> Giraph currently uses a lot of memory, but we're working on it in a few
> JIRAs.  That being said, there are a few things that you can do to get some
> fairly large data sets going.

  Which JIRAs?

> If you have a 64-bit JVM for your task trackers, that is much better,
> otherwise you are limited to 4 GB (like me).

  Limiting each mapper to 4GB is fine, because in theory, most clusters run
with totalRAMperBox / numCores < 4GB anyways (certainly true for our
What happens in Giraph when multiple mappers are on the same physical box,
do they still communicate via RPC?

I was able to run the org.apache.giraph.benchmark.PageRankBenchmark with 300
> workers and 1 billion vertices with a single edge and 20 supersteps.  Here's
> the parameters I used for our configuration:

1B vertices with just *one* edge?  What kind of graph would this be???

The PageRankBenchMark code runs with synthetic graph data it generates on
the fly, right?

I'm having it read the graph data from HDFS, where I can see how big it is
on disk, into RAM, by subclassing SimplePageRankVertex.  So my graph may be
a bit poorly balanced (I'll add some logging to see).

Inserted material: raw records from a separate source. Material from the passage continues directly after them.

//! Response shape decoding.
//!
//! List endpoints of the marketplace API disagree on their response shape:
//! some return a bare JSON array, others wrap it as `{ "data": [...], "total": .. }`.
//! Responses are classified first and flattened second, so the fallback to an
//! empty list is an explicit, observable branch.

use serde_json::{Map, Value};

/// Classified shape of a list response.
#[derive(Debug, Clone, PartialEq)]
pub enum ResponseShape {
  /// `[...]`
  Array(Vec<Value>),
  /// `{ "data": [...], ...meta }`; `meta` holds the remaining fields
  Envelope { data: Vec<Value>, meta: Map<String, Value> },
  /// Anything else: objects without an array `data`, scalars, null
  Unknown(Value),
}

impl ResponseShape {
  pub fn classify(value: Value) -> Self {
    match value {
      Value::Array(items) => Self::Array(items),
      Value::Object(mut obj) => match obj.remove("data") {
        Some(Value::Array(data)) => Self::Envelope { data, meta: obj },
        Some(other) => {
          obj.insert("data".to_string(), other);
          Self::Unknown(Value::Object(obj))
        }
        None => Self::Unknown(Value::Object(obj)),
      },
      other => Self::Unknown(other),
    }
  }

  pub fn kind(&self) -> ShapeKind {
    match self {
      Self::Array(_) => ShapeKind::Array,
      Self::Envelope { .. } => ShapeKind::Envelope,
      Self::Unknown(_) => ShapeKind::Unknown,
    }
  }

  /// Items of the list; `Unknown` yields an empty list.
  pub fn into_items(self) -> Vec<Value> {
    match self {
      Self::Array(items) => items,
      Self::Envelope { data, .. } => data,
      Self::Unknown(_) => Vec::new(),
    }
  }
}

/// Shape tag without the payload.
#[derive(Debug, Clone, Copy, PartialEq, Eq)]
pub enum ShapeKind {
  Array,
  Envelope,
  Unknown,
}

/// A list flattened out of a response, remembering where it came from.
#[derive(Debug, Clone, PartialEq, Default)]
pub struct NormalizedList {
  pub items: Vec<Value>,
  /// Pagination fields of an envelope (`total`, `page`, ...)
  pub meta: Map<String, Value>,
  /// The response matched neither known shape and was read as empty
  pub shape_mismatch: bool,
}

impl NormalizedList {
  pub fn is_empty(&self) -> bool {
    self.items.is_empty()
  }

  pub fn len(&self) -> usize {
    self.items.len()
  }

  /// `total` from the envelope, falling back to the item count.
  pub fn total(&self) -> u64 {
    self
      .meta
      .get("total")
      .and_then(Value::as_u64)
      .unwrap_or(self.items.len() as u64)
  }
}

impl From<ResponseShape> for NormalizedList {
  fn from(shape: ResponseShape) -> Self {
    match shape {
      ResponseShape::Array(items) => Self {
        items,
        ..Self::default()
      },
      ResponseShape::Envelope { data, meta } => Self {
        items: data,
        meta,
        shape_mismatch: false,
      },
      ResponseShape::Unknown(value) => {
        tracing::debug!(
          kind = value_kind(&value),
          "response is neither an array nor a data envelope, reading as empty"
        );
        Self {
          shape_mismatch: true,
          ..Self::default()
        }
      }
    }
  }
}

/// Classify and flatten a response in one step.
pub fn normalize(value: Value) -> NormalizedList {
  ResponseShape::classify(value).into()
}

fn value_kind(value: &Value) -> &'static str {
  match value {
    Value::Null => "null",
    Value::Bool(_) => "bool",
    Value::Number(_) => "number",
    Value::String(_) => "string",
    Value::Array(_) => "array",
    Value::Object(_) => "object",
  }
}

#[cfg(test)]
mod tests {
  use super::*;
  use serde_json::json;

  #[test]
  fn test_bare_array() {
    let list = normalize(json!([{"id": 1}, {"id": 2}]));
    assert_eq!(list.items, vec![json!({"id": 1}), json!({"id": 2})]);
    assert!(!list.shape_mismatch);
  }

  #[test]
  fn test_envelope() {
    let list = normalize(json!({"data": [{"id": 1}], "total": 1, "page": 1}));
    assert_eq!(list.items, vec![json!({"id": 1})]);
    assert_eq!(list.total(), 1);
    assert_eq!(list.meta.get("page"), Some(&json!(1)));
    assert!(!list.meta.contains_key("data"));
  }

  #[test]
  fn test_missing_data_is_empty() {
    let list = normalize(json!({"total": 1}));
    assert!(list.is_empty());
    assert!(list.shape_mismatch);
  }

  #[test]
  fn test_non_array_data_is_unknown() {
    let shape = ResponseShape::classify(json!({"data": {"id": 1}}));
    assert_eq!(shape.kind(), ShapeKind::Unknown);
    assert_eq!(shape, ResponseShape::Unknown(json!({"data": {"id": 1}})));
    assert!(shape.into_items().is_empty());
  }

  #[test]
  fn test_scalars_are_unknown() {
    for value in [json!(null), json!(3), json!("list"), json!(true)] {
      let list = normalize(value);
      assert!(list.is_empty());
      assert!(list.shape_mismatch);
    }
  }

  #[test]
  fn test_total_falls_back_to_len() {
    let list = normalize(json!([1, 2, 3]));
    assert_eq!(list.total(), 3);
  }
}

hadoop jar giraph-0.70-jar-with-dependencies.jar
> org.apache.giraph.benchmark.PageRankBenchmark
> -Dgiraph.totalInputSplitMultiplier=0.001 -Dmapred.child.java.opts="-Xms1800m
> -Xmx1800m -X
> ss64k" -Dmapred.job.map.memory.mb=4608 -Dgiraph.checkpointFrequency=0
> -Dgiraph.pollAttempts=20 -e 1 -s 20 -v -V 1000000000 -w 300
> Your parameters will likely vary based on how much memory you have and your
> Hadoop configuration.  Our machines have 16 GB I think, but I only have 4 GB
> due to the 32-bit limit.  Using mapred.job.map.memory.mb allows me to steal
> more map slots per node to give me more memory per map slot.  -Xss to reduce
> the thread stack size will help a LOT.

I'll try to see if -Xss64k helps, thanks.  We typically run with 3GB heap
per mapper, but they're beefy machines, so this is really what everyone gets
(a bit overkill, probably, but we have some folk running pretty memory
intensive tasks...)

> Another thing that could cause memory issues is an imbalance in the input
> data across the input splits (until JIRA
> https://issues.apache.org/jira/browse/GIRAPH-11 is resolved).  Hopefully
> each input split is fairly balanced for now, otherwise, you might want to
> rebalance the input splits for now.

That JIRA ticket seems to be talking about sorted inputs - is this a
requirement (that vertex ids are sorted in each split), or does this just
make some things run much better?  What does this have to do with balanced
input splits?

> We haven't investigated memory improvements using primitives versus
> objects, I'm curious myself to see how much extra memory we are using at the
> cost of flexibility.  That being said, I think that flexibility is pretty
> important for users and I'm not sure how to maintain both choices nicely.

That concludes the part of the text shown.